Retype, character for character, the line containing "is an estimate" along with each line after it through the end of the data, and only those.
________________________
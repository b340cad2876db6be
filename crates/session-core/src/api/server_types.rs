//! Server-oriented Types
//! 
//! This module provides enhanced types for server-side SIP applications such as
//! call centers, PBX systems, and SIP proxies that need more detailed call information.
//! 
//! # Overview
//! 
//! While the basic `IncomingCall` type provides essential information, server
//! applications often need more detailed metadata about calls. This module provides:
//! 
//! - **IncomingCallEvent**: Enhanced call info with headers and call-id
//! - **CallerInfo**: Detailed caller metadata including display name and UA
//! 
//! # Usage Example
//! 
//! ```rust
//! use rvoip_session_core::api::*;
//! 
//! // Extract detailed info from SIP headers
//! fn process_incoming_event(event: IncomingCallEvent) {
//!     let caller = &event.caller_info;
//!     
//!     println!("Incoming call from: {}", caller.from);
//!     if let Some(name) = &caller.display_name {
//!         println!("Display Name: {}", name);
//!     }
//!     
//!     // Check user agent for compatibility
//!     if let Some(agent) = &caller.user_agent {
//!         if agent.contains("incompatible") {
//!             // Handle incompatible clients
//!         }
//!     }
//!     
//!     // Extract custom headers
//!     if let Some(priority) = event.headers.get("X-Priority") {
//!         println!("Call priority: {}", priority);
//!     }
//! }
//! ```

use crate::api::types::{SessionId};
use std::collections::HashMap;

/// Enhanced incoming call event with detailed information
/// 
/// This struct provides comprehensive information about an incoming call,
/// including all SIP headers and parsed caller details. It's designed for
/// server applications that need to make routing or policy decisions based
/// on detailed call metadata.
/// 
/// # Example
/// 
/// ```rust
/// use rvoip_session_core::api::*;
/// 
/// fn route_by_headers(event: &IncomingCallEvent) -> String {
///     // Route based on custom headers
///     if let Some(dept) = event.headers.get("X-Department") {
///         return format!("sip:queue@{}.internal", dept);
///     }
///     
///     // Route based on user agent
///     if let Some(ua) = &event.caller_info.user_agent {
///         if ua.contains("Mobile") {
///             return "sip:mobile@queue.internal".to_string();
///         }
///     }
///     
///     // Default route
///     "sip:default@queue.internal".to_string()
/// }
/// ```
#[derive(Debug, Clone)]
pub struct IncomingCallEvent {
    /// Unique session identifier
    pub session_id: SessionId,
    /// Detailed caller information
    pub caller_info: CallerInfo,
    /// SIP Call-ID header value
    pub call_id: String,
    /// All SIP headers from the INVITE
    pub headers: HashMap<String, String>,
    /// SDP offer from the caller (if present)
    pub sdp: Option<String>,
}

/// Detailed caller information extracted from SIP headers
/// 
/// This struct provides parsed information about the caller, making it
/// easier to implement routing rules, access control, or logging without
/// manually parsing SIP headers.
/// 
/// # Builder Pattern
/// 
/// ```rust
/// use rvoip_session_core::api::*;
/// 
/// let caller = CallerInfo::new("sip:alice@example.com", "sip:support@ourcompany.com")
///     .with_display_name("Alice Smith")
///     .with_user_agent("SoftPhone/2.0")
///     .with_contact("sip:alice@192.168.1.100:5060");
/// ```
#[derive(Debug, Clone)]
pub struct CallerInfo {
    /// SIP From URI (caller's address)
    pub from: String,
    /// SIP To URI (called party address)
    pub to: String,
    /// Display name from From header (e.g., "Alice Smith")
    pub display_name: Option<String>,
    /// User-Agent header value (client software identification)
    pub user_agent: Option<String>,
    /// Contact header value (direct contact address)
    pub contact: Option<String>,
}

impl CallerInfo {
    /// Create basic caller info with just from and to addresses
    /// 
    /// # Arguments
    /// * `from` - Caller's SIP URI
    /// * `to` - Called party's SIP URI
    pub fn new(from: impl Into<String>, to: impl Into<String>) -> Self {
        Self {
            from: from.into(),
            to: to.into(),
            display_name: None,
            user_agent: None,
            contact: None,
        }
    }
    
    /// Set the display name (builder pattern)
    /// 
    /// The display name is typically shown in call logs and UI.
    pub fn with_display_name(mut self, name: impl Into<String>) -> Self {
        self.display_name = Some(name.into());
        self
    }
    
    /// Set the user agent (builder pattern)
    /// 
    /// The user agent identifies the calling software/device.
    pub fn with_user_agent(mut self, agent: impl Into<String>) -> Self {
        self.user_agent = Some(agent.into());
        self
    }
    
    /// Set the contact address (builder pattern)
    /// 
    /// The contact address is the direct SIP address where the caller can be reached.
    pub fn with_contact(mut self, contact: impl Into<String>) -> Self {
        self.contact = Some(contact.into());
        self
    }
    
    /// Extract the username portion from the 'from' URI
    /// 
    /// # Example
    /// ```rust
    /// use rvoip_session_core::CallerInfo;
    /// 
    /// let caller = CallerInfo::new("sip:alice@example.com", "sip:bob@example.com");
    /// assert_eq!(caller.from_username(), Some("alice"));
    /// ```
    pub fn from_username(&self) -> Option<&str> {
        self.from.strip_prefix("sip:")
            .and_then(|s| s.split('@').next())
    }
    
    /// Extract the domain portion from the 'from' URI
    /// 
    /// # Example
    /// ```rust
    /// use rvoip_session_core::CallerInfo;
    /// 
    /// let caller = CallerInfo::new("sip:alice@example.com", "sip:bob@example.com");
    /// assert_eq!(caller.from_domain(), Some("example.com"));
    /// ```
    pub fn from_domain(&self) -> Option<&str> {
        self.from.split('@').nth(1)
    }
}
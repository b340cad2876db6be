//! Traits for RTP payload format handlers
//!
//! This module defines the interfaces that payload format handlers must implement
//! to work with the RTP system.

use bytes::Bytes;
use std::any::Any;

/// Trait for RTP payload format handlers
///
/// This trait defines the interface for payload format handlers that can
/// pack and unpack media data for transmission over RTP.
pub trait PayloadFormat: Send + Sync {
    /// Get the payload type identifier
    fn payload_type(&self) -> u8;
    
    /// Get the clock rate for this payload format
    fn clock_rate(&self) -> u32;
    
    /// Get the number of channels
    fn channels(&self) -> u8;
    
    /// Get the preferred packet duration in milliseconds
    fn preferred_packet_duration(&self) -> u32;
    
    /// Calculate samples from duration
    ///
    /// Given a duration in milliseconds, calculate how many samples that represents
    fn samples_from_duration(&self, duration_ms: u32) -> u32 {
        (self.clock_rate() * duration_ms) / 1000
    }
    
    /// Calculate duration from samples
    ///
    /// Given a number of samples, calculate how many milliseconds that represents
    fn duration_from_samples(&self, samples: u32) -> u32 {
        (samples * 1000) / self.clock_rate()
    }
    
    /// Calculate packet size from duration
    ///
    /// Given a duration in milliseconds, calculate the expected packet size in bytes
    fn packet_size_from_duration(&self, duration_ms: u32) -> usize;
    
    /// Calculate duration from packet size
    ///
    /// Given a packet size in bytes, calculate the expected duration in milliseconds
    fn duration_from_packet_size(&self, packet_size: usize) -> u32;
    
    /// Pack media data into RTP payload
    ///
    /// This method takes raw media data (e.g. PCM samples) and encodes it into
    /// the format expected for the RTP payload.
    fn pack(&self, media_data: &[u8], timestamp: u32) -> Bytes;
    
    /// Unpack RTP payload into media data
    ///
    /// This method takes an RTP payload and decodes it into raw media data
    /// (e.g. PCM samples).
    fn unpack(&self, payload: &[u8], timestamp: u32) -> Bytes;
    
    /// Check if this payload format can handle the given payload type
    fn can_handle(&self, payload_type: u8) -> bool {
        self.payload_type() == payload_type
    }
    
    /// Get this handler as an Any for downcasting
    fn as_any(&self) -> &dyn Any;
}

/// Factory trait for creating payload format handlers
pub trait PayloadFormatFactory: Send + Sync {
    /// Create a payload format handler for the given payload type
    fn create_format(&self, payload_type: u8, clock_rate: u32) -> Option<Box<dyn PayloadFormat>>;
    
    /// Check if this factory can create a handler for the given payload type
    fn can_handle(&self, payload_type: u8) -> bool;
} 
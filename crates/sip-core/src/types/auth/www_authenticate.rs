//! # SIP WWW-Authenticate Header
//!
//! Challenges a UA to authenticate itself to the registrar/proxy it is
//! talking to directly (as opposed to Proxy-Authenticate, scoped to an
//! intermediate proxy). RFC 3261 Section 22.2 / RFC 3261 Section 20.44.

use std::fmt;
use std::str::FromStr;

use serde::{Deserialize, Serialize};

use crate::error::{Error, Result};
use crate::types::auth::challenge::Challenge;
use crate::types::auth::params::{AuthParam, DigestParam};
use crate::types::auth::scheme::{Algorithm, Qop};
use crate::types::header::Header;
use crate::types::{HeaderName, HeaderValue, TypedHeaderTrait};

#[derive(Debug, Clone, PartialEq, Serialize, Deserialize)]
pub struct WwwAuthenticate(pub Vec<Challenge>);

impl WwwAuthenticate {
    pub fn new(realm: impl Into<String>, nonce: impl Into<String>) -> Self {
        Self(vec![Challenge::Digest {
            params: vec![DigestParam::Realm(realm.into()), DigestParam::Nonce(nonce.into())],
        }])
    }

    pub fn new_basic(realm: impl Into<String>) -> Self {
        Self(vec![Challenge::Basic {
            params: vec![AuthParam { name: "realm".to_string(), value: realm.into() }],
        }])
    }

    pub fn with_algorithm(mut self, algorithm: Algorithm) -> Self {
        if let Some(Challenge::Digest { params }) = self.0.first_mut() {
            params.push(DigestParam::Algorithm(algorithm));
        }
        self
    }

    pub fn with_qop(mut self, qop: Qop) -> Self {
        if let Some(Challenge::Digest { params }) = self.0.first_mut() {
            params.push(DigestParam::Qop(vec![qop]));
        }
        self
    }

    pub fn with_opaque(mut self, opaque: impl Into<String>) -> Self {
        if let Some(Challenge::Digest { params }) = self.0.first_mut() {
            params.push(DigestParam::Opaque(opaque.into()));
        }
        self
    }

    pub fn with_stale(mut self, stale: bool) -> Self {
        if let Some(Challenge::Digest { params }) = self.0.first_mut() {
            params.push(DigestParam::Stale(stale));
        }
        self
    }

    pub fn first_digest(&self) -> Option<&Challenge> {
        self.0.iter().find(|c| matches!(c, Challenge::Digest { .. }))
    }

    pub fn realm(&self) -> Option<&str> {
        self.first_digest().and_then(|c| match c {
            Challenge::Digest { params } => params.iter().find_map(|p| match p {
                DigestParam::Realm(r) => Some(r.as_str()),
                _ => None,
            }),
            _ => None,
        })
    }

    pub fn nonce(&self) -> Option<&str> {
        self.first_digest().and_then(|c| match c {
            Challenge::Digest { params } => params.iter().find_map(|p| match p {
                DigestParam::Nonce(n) => Some(n.as_str()),
                _ => None,
            }),
            _ => None,
        })
    }
}

impl fmt::Display for WwwAuthenticate {
    fn fmt(&self, f: &mut fmt::Formatter<'_>) -> fmt::Result {
        let rendered: Vec<String> = self.0.iter().map(|c| c.to_string()).collect();
        write!(f, "{}", rendered.join(", "))
    }
}

impl FromStr for WwwAuthenticate {
    type Err = Error;

    fn from_str(s: &str) -> Result<Self> {
        Challenge::from_str(s).map(|challenge| WwwAuthenticate(vec![challenge]))
    }
}

impl TypedHeaderTrait for WwwAuthenticate {
    type Name = HeaderName;

    fn header_name() -> Self::Name {
        HeaderName::WwwAuthenticate
    }

    fn to_header(&self) -> Header {
        Header::new(Self::header_name(), HeaderValue::Raw(self.to_string().into_bytes()))
    }

    fn from_header(header: &Header) -> Result<Self> {
        if header.name != HeaderName::WwwAuthenticate {
            return Err(Error::InvalidHeader(format!(
                "Expected WWW-Authenticate header, got {}", header.name
            )));
        }
        match &header.value {
            HeaderValue::Raw(bytes) => {
                let s = std::str::from_utf8(bytes)
                    .map_err(|_| Error::ParseError("Invalid UTF-8 in WWW-Authenticate header".to_string()))?;
                Self::from_str(s)
            }
        }
    }
}
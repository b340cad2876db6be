//! Opus payload format handler (moved from rtp-core)

use bytes::Bytes;
use std::any::Any;
use super::traits::PayloadFormat;

#[derive(Debug, Clone, Copy)]
pub enum OpusBandwidth {
    Narrowband,   // 8 kHz
    Mediumband,   // 12 kHz
    Wideband,     // 16 kHz
    SuperWideband, // 24 kHz
    Fullband,     // 48 kHz
}

/// Opus payload format handler
pub struct OpusPayloadFormat {
    payload_type: u8,
    channels: u8,
}

impl OpusPayloadFormat {
    pub fn new(payload_type: u8, channels: u8) -> Self {
        Self { payload_type, channels }
    }
}

impl PayloadFormat for OpusPayloadFormat {
    fn payload_type(&self) -> u8 { self.payload_type }
    fn clock_rate(&self) -> u32 { 48000 } // Opus always uses 48kHz
    fn channels(&self) -> u8 { self.channels }
    fn preferred_packet_duration(&self) -> u32 { 20 }
    fn packet_size_from_duration(&self, duration_ms: u32) -> usize {
        // Opus is variable bitrate, this is an estimate
        match duration_ms {
            10 => 80,   // ~64 kbps
            20 => 160,  // ~64 kbps  
            40 => 320,  // ~64 kbps
            60 => 480,  // ~64 kbps
            _ => (duration_ms * 8) as usize, // Fallback estimate
        }
    }
    fn duration_from_packet_size(&self, _packet_size: usize) -> u32 {
        20 // Opus packets are typically 20ms
    }
    fn pack(&self, media_data: &[u8], _timestamp: u32) -> Bytes {
        Bytes::copy_from_slice(media_data) // Simplified - real implementation would encode
    }
    fn unpack(&self, payload: &[u8], _timestamp: u32) -> Bytes {
        Bytes::copy_from_slice(payload) // Simplified - real implementation would decode
    }
    fn as_any(&self) -> &dyn Any { self }
}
________________________
# Answer to the exercise:
        // Opus is variable bitrate, this is an estimate
        match duration_ms {
            10 => 80,   // ~64 kbps
            20 => 160,  // ~64 kbps  
            40 => 320,  // ~64 kbps
            60 => 480,  // ~64 kbps
            _ => (duration_ms * 8) as usize, // Fallback estimate
        }
    }
    fn duration_from_packet_size(&self, _packet_size: usize) -> u32 {
        20 // Opus packets are typically 20ms
    }
    fn pack(&self, media_data: &[u8], _timestamp: u32) -> Bytes {
        Bytes::copy_from_slice(media_data) // Simplified - real implementation would encode
    }
    fn unpack(&self, payload: &[u8], _timestamp: u32) -> Bytes {
        Bytes::copy_from_slice(payload) // Simplified - real implementation would decode
    }
    fn as_any(&self) -> &dyn Any { self }
}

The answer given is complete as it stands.